[RECORDS SHOWN]:
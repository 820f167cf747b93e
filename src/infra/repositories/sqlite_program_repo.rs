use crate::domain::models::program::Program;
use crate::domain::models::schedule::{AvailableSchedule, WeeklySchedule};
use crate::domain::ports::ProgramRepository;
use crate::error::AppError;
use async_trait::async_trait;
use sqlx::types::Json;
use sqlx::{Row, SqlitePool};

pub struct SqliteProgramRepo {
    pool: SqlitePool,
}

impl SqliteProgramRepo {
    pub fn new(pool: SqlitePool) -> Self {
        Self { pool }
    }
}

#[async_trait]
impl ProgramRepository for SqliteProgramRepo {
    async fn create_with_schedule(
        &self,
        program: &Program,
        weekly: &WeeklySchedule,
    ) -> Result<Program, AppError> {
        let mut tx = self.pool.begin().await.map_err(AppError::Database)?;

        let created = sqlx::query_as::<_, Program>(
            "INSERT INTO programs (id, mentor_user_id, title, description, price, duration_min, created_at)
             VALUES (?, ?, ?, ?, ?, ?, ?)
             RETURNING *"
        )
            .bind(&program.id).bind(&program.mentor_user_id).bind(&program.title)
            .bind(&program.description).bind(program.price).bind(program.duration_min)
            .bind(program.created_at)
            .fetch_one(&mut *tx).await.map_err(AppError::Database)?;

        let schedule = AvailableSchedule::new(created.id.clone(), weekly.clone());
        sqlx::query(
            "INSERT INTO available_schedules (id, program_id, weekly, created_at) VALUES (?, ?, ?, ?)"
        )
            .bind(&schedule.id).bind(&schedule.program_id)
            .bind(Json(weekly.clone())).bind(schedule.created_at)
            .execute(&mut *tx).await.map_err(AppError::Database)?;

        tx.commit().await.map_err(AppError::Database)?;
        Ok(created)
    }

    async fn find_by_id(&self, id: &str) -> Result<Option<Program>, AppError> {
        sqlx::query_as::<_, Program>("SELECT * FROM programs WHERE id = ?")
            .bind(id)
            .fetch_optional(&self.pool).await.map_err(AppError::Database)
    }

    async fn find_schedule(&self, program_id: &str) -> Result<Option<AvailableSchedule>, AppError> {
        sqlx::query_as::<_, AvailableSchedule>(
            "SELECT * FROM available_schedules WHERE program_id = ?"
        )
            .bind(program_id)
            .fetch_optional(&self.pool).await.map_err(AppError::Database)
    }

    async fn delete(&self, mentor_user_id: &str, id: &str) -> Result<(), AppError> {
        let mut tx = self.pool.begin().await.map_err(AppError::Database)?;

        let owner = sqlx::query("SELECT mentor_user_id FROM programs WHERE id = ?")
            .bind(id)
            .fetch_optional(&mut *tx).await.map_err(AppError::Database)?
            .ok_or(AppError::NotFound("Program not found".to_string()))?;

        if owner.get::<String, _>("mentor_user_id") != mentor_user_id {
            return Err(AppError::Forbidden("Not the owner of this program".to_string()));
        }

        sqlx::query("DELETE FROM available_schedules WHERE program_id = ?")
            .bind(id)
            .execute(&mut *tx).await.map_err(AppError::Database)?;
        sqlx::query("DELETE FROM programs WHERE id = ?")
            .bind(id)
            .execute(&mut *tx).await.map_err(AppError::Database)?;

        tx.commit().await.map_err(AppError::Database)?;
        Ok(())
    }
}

[WORK REQUIRED]: Search the data above for the string "domain". Report every line where it is found.

[RESULT FOR THIS TASK]:
use crate::domain::models::program::Program;
use crate::domain::models::schedule::{AvailableSchedule, WeeklySchedule};
use crate::domain::ports::ProgramRepository;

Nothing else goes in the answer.